● Material supplied:
++++++
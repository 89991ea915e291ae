//! Rule definitions - the parsed form of a run of text.

use grid_world::Noun;
use serde::{Deserialize, Serialize};

use super::{Action, Verb};
use crate::error::ParseError;

/// What a rule says about its subjects.
#[derive(Debug, Clone, Copy, PartialEq, Eq, Hash, Serialize, Deserialize)]
pub enum Predicate {
    Object(Noun),
    Action(Action),
}

impl std::fmt::Display for Predicate {
    fn fmt(&self, f: &mut std::fmt::Formatter<'_>) -> std::fmt::Result {
        match self {
            Predicate::Object(noun) => write!(f, "{}", noun),
            Predicate::Action(action) => write!(f, "{}", action),
        }
    }
}

/// A rule such as `BABA AND KEKE IS YOU`.
///
/// An action predicate always comes with `IS`; [`Rule::new`] refuses
/// anything else.
#[derive(Debug, Clone, PartialEq, Eq, Hash, Serialize, Deserialize)]
pub struct Rule {
    pub subjects: Vec<Noun>,
    pub verb: Verb,
    pub predicate: Predicate,
}

impl Rule {
    /// Build a rule, checking the verb/predicate pairing.
    pub fn new(subjects: Vec<Noun>, verb: Verb, predicate: Predicate) -> Result<Self, ParseError> {
        if let Predicate::Action(action) = predicate {
            if verb != Verb::Is {
                return Err(ParseError::ActionRequiresIs { verb, action });
            }
        }
        Ok(Self {
            subjects,
            verb,
            predicate,
        })
    }

    /// Check if this rule names a noun among its subjects.
    pub fn applies_to(&self, noun: Noun) -> bool {
        self.subjects.contains(&noun)
    }

    /// The action granted, if this is an `IS <action>` rule.
    pub fn granted_action(&self) -> Option<Action> {
        match (self.verb, self.predicate) {
            (Verb::Is, Predicate::Action(action)) => Some(action),
            _ => None,
        }
    }

    /// The target noun, if this is an `IS <object>` transformation rule.
    pub fn transform_target(&self) -> Option<Noun> {
        match (self.verb, self.predicate) {
            (Verb::Is, Predicate::Object(noun)) => Some(noun),
            _ => None,
        }
    }
}

impl std::fmt::Display for Rule {
    fn fmt(&self, f: &mut std::fmt::Formatter<'_>) -> std::fmt::Result {
        let subjects: Vec<_> = self.subjects.iter().map(|n| n.word()).collect();
        write!(f, "{} {} {}", subjects.join(" AND "), self.verb, self.predicate)
    }
}

/// The rules readable from the board this tick. Duplicates are kept; they
/// have no additional effect.
#[derive(Debug, Clone, PartialEq, Eq, Serialize, Deserialize, Default)]
pub struct RuleSet {
    rules: Vec<Rule>,
}

impl RuleSet {
    pub fn new() -> Self {
        Self::default()
    }

    pub fn push(&mut self, rule: Rule) {
        self.rules.push(rule);
    }

    pub fn iter(&self) -> impl Iterator<Item = &Rule> {
        self.rules.iter()
    }

    pub fn len(&self) -> usize {
        self.rules.len()
    }

    pub fn is_empty(&self) -> bool {
        self.rules.is_empty()
    }

    pub fn contains(&self, rule: &Rule) -> bool {
        self.rules.contains(rule)
    }

    /// Check whether some rule grants `action` to `noun`.
    pub fn grants(&self, noun: Noun, action: Action) -> bool {
        self.rules
            .iter()
            .any(|r| r.granted_action() == Some(action) && r.applies_to(noun))
    }

    /// Every `(subject, target)` transformation pair, in rule order.
    pub fn transformations(&self) -> impl Iterator<Item = (Noun, Noun)> + '_ {
        self.rules.iter().flat_map(|rule| {
            rule.transform_target()
                .into_iter()
                .flat_map(move |target| rule.subjects.iter().map(move |s| (*s, target)))
        })
    }
}

impl FromIterator<Rule> for RuleSet {
    fn from_iter<T: IntoIterator<Item = Rule>>(iter: T) -> Self {
        Self {
            rules: iter.into_iter().collect(),
        }
    }
}

impl<'a> IntoIterator for &'a RuleSet {
    type Item = &'a Rule;
    type IntoIter = std::slice::Iter<'a, Rule>;

    fn into_iter(self) -> Self::IntoIter {
        self.rules.iter()
    }
}

#[cfg(test)]
mod tests {
    use super::*;

    #[test]
    fn test_action_requires_is() {
        let rule = Rule::new(vec![Noun::Baba], Verb::Has, Predicate::Action(Action::You));
        assert_eq!(
            rule,
            Err(ParseError::ActionRequiresIs {
                verb: Verb::Has,
                action: Action::You
            })
        );
        assert!(Rule::new(vec![Noun::Baba], Verb::Has, Predicate::Object(Noun::Key)).is_ok());
    }

    #[test]
    fn test_rule_display() {
        let rule = Rule::new(
            vec![Noun::Baba, Noun::Flag],
            Verb::Is,
            Predicate::Action(Action::Win),
        )
        .unwrap();
        assert_eq!(rule.to_string(), "BABA AND FLAG IS WIN");
    }

    #[test]
    fn test_rule_accessors() {
        let you = Rule::new(vec![Noun::Baba], Verb::Is, Predicate::Action(Action::You)).unwrap();
        assert_eq!(you.granted_action(), Some(Action::You));
        assert_eq!(you.transform_target(), None);

        let make = Rule::new(vec![Noun::Keke], Verb::Make, Predicate::Object(Noun::Rock)).unwrap();
        assert_eq!(make.granted_action(), None);
        assert_eq!(make.transform_target(), None);
    }

    #[test]
    fn test_rule_set_queries() {
        let rules: RuleSet = [
            Rule::new(vec![Noun::Rock], Verb::Is, Predicate::Action(Action::Push)).unwrap(),
            Rule::new(vec![Noun::Wall, Noun::Water], Verb::Is, Predicate::Object(Noun::Flag))
                .unwrap(),
        ]
        .into_iter()
        .collect();

        assert!(rules.grants(Noun::Rock, Action::Push));
        assert!(!rules.grants(Noun::Wall, Action::Push));
        let pairs: Vec<_> = rules.transformations().collect();
        assert_eq!(pairs, vec![(Noun::Wall, Noun::Flag), (Noun::Water, Noun::Flag)]);
    }
}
++++++
● Task requirements:
Return the records above in their entirety, exactly as they appear.

● Response to this exercise:
repository 89991ea915e291ae
//! Rule definitions - the parsed form of a run of text.

use grid_world::Noun;
use serde::{Deserialize, Serialize};

use super::{Action, Verb};
use crate::error::ParseError;

/// What a rule says about its subjects.
#[derive(Debug, Clone, Copy, PartialEq, Eq, Hash, Serialize, Deserialize)]
pub enum Predicate {
    Object(Noun),
    Action(Action),
}

impl std::fmt::Display for Predicate {
    fn fmt(&self, f: &mut std::fmt::Formatter<'_>) -> std::fmt::Result {
        match self {
            Predicate::Object(noun) => write!(f, "{}", noun),
            Predicate::Action(action) => write!(f, "{}", action),
        }
    }
}

/// A rule such as `BABA AND KEKE IS YOU`.
///
/// An action predicate always comes with `IS`; [`Rule::new`] refuses
/// anything else.
#[derive(Debug, Clone, PartialEq, Eq, Hash, Serialize, Deserialize)]
pub struct Rule {
    pub subjects: Vec<Noun>,
    pub verb: Verb,
    pub predicate: Predicate,
}

impl Rule {
    /// Build a rule, checking the verb/predicate pairing.
    pub fn new(subjects: Vec<Noun>, verb: Verb, predicate: Predicate) -> Result<Self, ParseError> {
        if let Predicate::Action(action) = predicate {
            if verb != Verb::Is {
                return Err(ParseError::ActionRequiresIs { verb, action });
            }
        }
        Ok(Self {
            subjects,
            verb,
            predicate,
        })
    }

    /// Check if this rule names a noun among its subjects.
    pub fn applies_to(&self, noun: Noun) -> bool {
        self.subjects.contains(&noun)
    }

    /// The action granted, if this is an `IS <action>` rule.
    pub fn granted_action(&self) -> Option<Action> {
        match (self.verb, self.predicate) {
            (Verb::Is, Predicate::Action(action)) => Some(action),
            _ => None,
        }
    }

    /// The target noun, if this is an `IS <object>` transformation rule.
    pub fn transform_target(&self) -> Option<Noun> {
        match (self.verb, self.predicate) {
            (Verb::Is, Predicate::Object(noun)) => Some(noun),
            _ => None,
        }
    }
}

impl std::fmt::Display for Rule {
    fn fmt(&self, f: &mut std::fmt::Formatter<'_>) -> std::fmt::Result {
        let subjects: Vec<_> = self.subjects.iter().map(|n| n.word()).collect();
        write!(f, "{} {} {}", subjects.join(" AND "), self.verb, self.predicate)
    }
}

/// The rules readable from the board this tick. Duplicates are kept; they
/// have no additional effect.
#[derive(Debug, Clone, PartialEq, Eq, Serialize, Deserialize, Default)]
pub struct RuleSet {
    rules: Vec<Rule>,
}

impl RuleSet {
    pub fn new() -> Self {
        Self::default()
    }

    pub fn push(&mut self, rule: Rule) {
        self.rules.push(rule);
    }

    pub fn iter(&self) -> impl Iterator<Item = &Rule> {
        self.rules.iter()
    }

    pub fn len(&self) -> usize {
        self.rules.len()
    }

    pub fn is_empty(&self) -> bool {
        self.rules.is_empty()
    }

    pub fn contains(&self, rule: &Rule) -> bool {
        self.rules.contains(rule)
    }

    /// Check whether some rule grants `action` to `noun`.
    pub fn grants(&self, noun: Noun, action: Action) -> bool {
        self.rules
            .iter()
            .any(|r| r.granted_action() == Some(action) && r.applies_to(noun))
    }

    /// Every `(subject, target)` transformation pair, in rule order.
    pub fn transformations(&self) -> impl Iterator<Item = (Noun, Noun)> + '_ {
        self.rules.iter().flat_map(|rule| {
            rule.transform_target()
                .into_iter()
                .flat_map(move |target| rule.subjects.iter().map(move |s| (*s, target)))
        })
    }
}

impl FromIterator<Rule> for RuleSet {
    fn from_iter<T: IntoIterator<Item = Rule>>(iter: T) -> Self {
        Self {
            rules: iter.into_iter().collect(),
        }
    }
}

impl<'a> IntoIterator for &'a RuleSet {
    type Item = &'a Rule;
    type IntoIter = std::slice::Iter<'a, Rule>;

    fn into_iter(self) -> Self::IntoIter {
        self.rules.iter()
    }
}

#[cfg(test)]
mod tests {
    use super::*;

    #[test]
    fn test_action_requires_is() {
        let rule = Rule::new(vec![Noun::Baba], Verb::Has, Predicate::Action(Action::You));
        assert_eq!(
            rule,
            Err(ParseError::ActionRequiresIs {
                verb: Verb::Has,
                action: Action::You
            })
        );
        assert!(Rule::new(vec![Noun::Baba], Verb::Has, Predicate::Object(Noun::Key)).is_ok());
    }

    #[test]
    fn test_rule_display() {
        let rule = Rule::new(
            vec![Noun::Baba, Noun::Flag],
            Verb::Is,
            Predicate::Action(Action::Win),
        )
        .unwrap();
        assert_eq!(rule.to_string(), "BABA AND FLAG IS WIN");
    }

    #[test]
    fn test_rule_accessors() {
        let you = Rule::new(vec![Noun::Baba], Verb::Is, Predicate::Action(Action::You)).unwrap();
        assert_eq!(you.granted_action(), Some(Action::You));
        assert_eq!(you.transform_target(), None);

        let make = Rule::new(vec![Noun::Keke], Verb::Make, Predicate::Object(Noun::Rock)).unwrap();
        assert_eq!(make.granted_action(), None);
        assert_eq!(make.transform_target(), None);
    }

    #[test]
    fn test_rule_set_queries() {
        let rules: RuleSet = [
            Rule::new(vec![Noun::Rock], Verb::Is, Predicate::Action(Action::Push)).unwrap(),
            Rule::new(vec![Noun::Wall, Noun::Water], Verb::Is, Predicate::Object(Noun::Flag))
                .unwrap(),
        ]
        .into_iter()
        .collect();

        assert!(rules.grants(Noun::Rock, Action::Push));
        assert!(!rules.grants(Noun::Wall, Action::Push));
        let pairs: Vec<_> = rules.transformations().collect();
        assert_eq!(pairs, vec![(Noun::Wall, Noun::Flag), (Noun::Water, Noun::Flag)]);
    }
}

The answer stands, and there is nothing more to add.